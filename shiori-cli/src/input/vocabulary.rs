//! Vocabulary file reading
//!
//! One expression per line, optionally prefixed with a numeric term id and a
//! tab. Lines without an id are numbered by their line number. Blank lines and
//! `#` comments are skipped.

use crate::error::CliError;
use anyhow::{Context, Result};
use shiori_core::TermId;
use std::path::Path;

/// Parse vocabulary content into `(id, expression)` pairs
pub fn parse_vocabulary(content: &str) -> Result<Vec<(TermId, String)>, CliError> {
    let mut entries = Vec::new();

    for (idx, line) in content.lines().enumerate() {
        let line = line.trim();
        if line.is_empty() || line.starts_with('#') {
            continue;
        }

        let entry = match line.split_once('\t') {
            Some((id, expression)) => {
                let id = id.trim().parse::<u64>().map_err(|_| CliError::VocabularyError {
                    line: idx + 1,
                    reason: format!("term id '{}' is not a number", id.trim()),
                })?;
                (TermId(id), expression.trim().to_string())
            }
            None => (TermId(idx as u64 + 1), line.to_string()),
        };
        entries.push(entry);
    }

    Ok(entries)
}

/// Read a vocabulary file
pub fn read_vocabulary(path: &Path) -> Result<Vec<(TermId, String)>> {
    let content = std::fs::read_to_string(path)
        .with_context(|| format!("Failed to read vocabulary: {}", path.display()))?;
    let entries = parse_vocabulary(&content)
        .with_context(|| format!("Invalid vocabulary: {}", path.display()))?;
    log::info!("loaded {} vocabulary expressions", entries.len());
    Ok(entries)
}
//! List command implementation

use anyhow::{Context, Result};
use clap::Subcommand;
use shiori_core::{language, ParserCatalog, Tokenization};
use shiori_engine::{EngineConfig, ParserRegistry};
use std::path::PathBuf;

/// List subcommands
#[derive(Debug, Subcommand)]
pub enum ListCommands {
    /// List built-in language profiles
    Languages,

    /// List external parsers and whether their binaries are installed
    Parsers {
        /// Additional parser catalog TOML file
        #[arg(long, value_name = "FILE")]
        parsers: Option<PathBuf>,
    },

    /// List available output formats
    Formats,
}

impl ListCommands {
    /// Execute the list command
    pub fn execute(&self) -> Result<()> {
        match self {
            ListCommands::Languages => list_languages(),
            ListCommands::Parsers { parsers } => list_parsers(parsers.as_ref()),
            ListCommands::Formats => {
                println!("Available output formats:");
                println!("  text      - One tokenized sentence per line");
                println!("  json      - Sentences, tokens and groups as JSON");
                println!("  markdown  - Numbered sentences per text");
                Ok(())
            }
        }
    }
}

fn list_languages() -> Result<()> {
    let catalog = ParserCatalog::builtin()?;
    println!("Built-in languages:");
    for code in language::builtin_codes() {
        let profile = language::builtin_with(code, &catalog)?;
        let tokenization = match profile.tokenization() {
            Tokenization::Internal(rules) if rules.split_each_char => "per character".to_string(),
            Tokenization::Internal(_) => "word runs".to_string(),
            Tokenization::External(parser) => format!("parser '{}'", parser.parser_type()),
        };
        println!("  {:<10} {:<20} {}", code, profile.name(), tokenization);
    }
    Ok(())
}

fn list_parsers(extra: Option<&PathBuf>) -> Result<()> {
    let mut catalog = ParserCatalog::builtin()?;
    if let Some(path) = extra {
        catalog.extend(
            ParserCatalog::from_file(path)
                .with_context(|| format!("Failed to load parsers: {}", path.display()))?,
        );
    }
    let registry = ParserRegistry::new(catalog, &EngineConfig::default());

    println!("External parsers:");
    for entry in registry.availability() {
        let status = match &entry.resolved {
            Some(path) => format!("available ({})", path.display()),
            None => "not installed".to_string(),
        };
        println!(
            "  {:<10} {:<20} {}",
            entry.parser.parser_type(),
            entry.parser.name(),
            status
        );
    }
    Ok(())
}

----

Work item
Output the material above exactly, but only from the line that carries "List available output formats" through the line that carries "- One tokenized".

Exercise solution
    /// List available output formats
    Formats,
}

impl ListCommands {
    /// Execute the list command
    pub fn execute(&self) -> Result<()> {
        match self {
            ListCommands::Languages => list_languages(),
            ListCommands::Parsers { parsers } => list_parsers(parsers.as_ref()),
            ListCommands::Formats => {
                println!("Available output formats:");
                println!("  text      - One tokenized sentence per line");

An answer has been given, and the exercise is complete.